In other words, decide whether there are integer coefficients such that a linear combination of the given polynomials is a perfect square.

For example, if we have

$f_1(x) = x$ and $f_2(x) = x^2 + 1$

as input, then we have that

$2f_1(x) + f_2(x) = x^2 + 2x + 1 = (x+1)^2$.

So given the input $f_1(x), f_2(x)$ we would want to answer yes.

My first thought of attacking this problem was to plug in a sufficient number of points for $x$ so that we can solve it as a system of diophantine equations with some non-linear constraints.

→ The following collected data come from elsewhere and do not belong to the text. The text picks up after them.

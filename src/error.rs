//! Error taxonomy for the review pipeline.
//!
//! Per-edit problems (unresolvable anchors, malformed edits) are values, not
//! errors; see `redline::apply`. What lands here ends a generation attempt or
//! the whole review.

use thiserror::Error;

pub type Result<T> = std::result::Result<T, ReviewError>;

#[derive(Error, Debug)]
pub enum ReviewError {
    #[error("No API key configured. Run 'redliner setup' or set REDLINER_API_KEY.")]
    MissingApiKey,

    #[error("Configuration error: {0}")]
    Config(String),

    #[error("Generation service unreachable: {0}")]
    Transport(String),

    #[error("Generation service returned {status}: {message}")]
    Http { status: u16, message: String },

    #[error("Generation service returned an empty response")]
    EmptyResponse,

    #[error("Could not parse generator output: {0}")]
    Parse(String),

    #[error("Review was cancelled")]
    Cancelled,
}

impl ReviewError {
    /// Errors that count as one failed generation attempt.
    ///
    /// Everything else (cancellation, missing credentials, bad config) ends
    /// the review regardless of which attempt was running.
    pub fn is_attempt_failure(&self) -> bool {
        matches!(
            self,
            ReviewError::Transport(_)
                | ReviewError::Http { .. }
                | ReviewError::EmptyResponse
                | ReviewError::Parse(_)
        )
    }

    /// Failures where the generator produced something, just not something usable.
    /// A first attempt that fails this way is still worth a corrective retry.
    pub fn is_output_failure(&self) -> bool {
        matches!(self, ReviewError::EmptyResponse | ReviewError::Parse(_))
    }
}

impl From<reqwest::Error> for ReviewError {
    fn from(err: reqwest::Error) -> Self {
        if err.is_timeout() {
            ReviewError::Transport(
                "request timed out before the generator finished. Try a longer --timeout."
                    .to_string(),
            )
        } else {
            ReviewError::Transport(err.to_string())
        }
    }
}

#[cfg(test)]
mod tests {
    use super::*;

    #[test]
    fn test_attempt_failure_classification() {
        assert!(ReviewError::Transport("down".into()).is_attempt_failure());
        assert!(ReviewError::Http {
            status: 502,
            message: "bad gateway".into()
        }
        .is_attempt_failure());
        assert!(ReviewError::EmptyResponse.is_attempt_failure());
        assert!(ReviewError::Parse("eof".into()).is_attempt_failure());
        assert!(!ReviewError::Cancelled.is_attempt_failure());
        assert!(!ReviewError::MissingApiKey.is_attempt_failure());
    }

    #[test]
    fn test_output_failure_excludes_transport() {
        assert!(ReviewError::EmptyResponse.is_output_failure());
        assert!(!ReviewError::Transport("down".into()).is_output_failure());
    }
}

So we would get a system like:

$\sum_{i=1}^{n} a_if_i(1) - b_1 = 0$

$\sum_{i=1}^{n} a_if_i(2) - b_2 = 0$


$\sum_{i=1}^{n} a_if_i(k) - b_k = 0$

$c_1^{2} - b_1 = 0$


$c_k^{2} - b_k = 0$

for $a_i, b_i, c_i \in \mathbb{Z} $ and for sufficiently large k.

I am not sure whether this is an erroneous way of trying to attack the problem, but looked reasonable to me as a first guess.

Whether a solution exists to a non-linear diophantine equation in general is an undecidable problem. So it appears plausible that this problem is undecidable as well, but a proper proof looks beyond my ability. So, does anyone have any suggestions, further information on related problems or even an undecidability proof?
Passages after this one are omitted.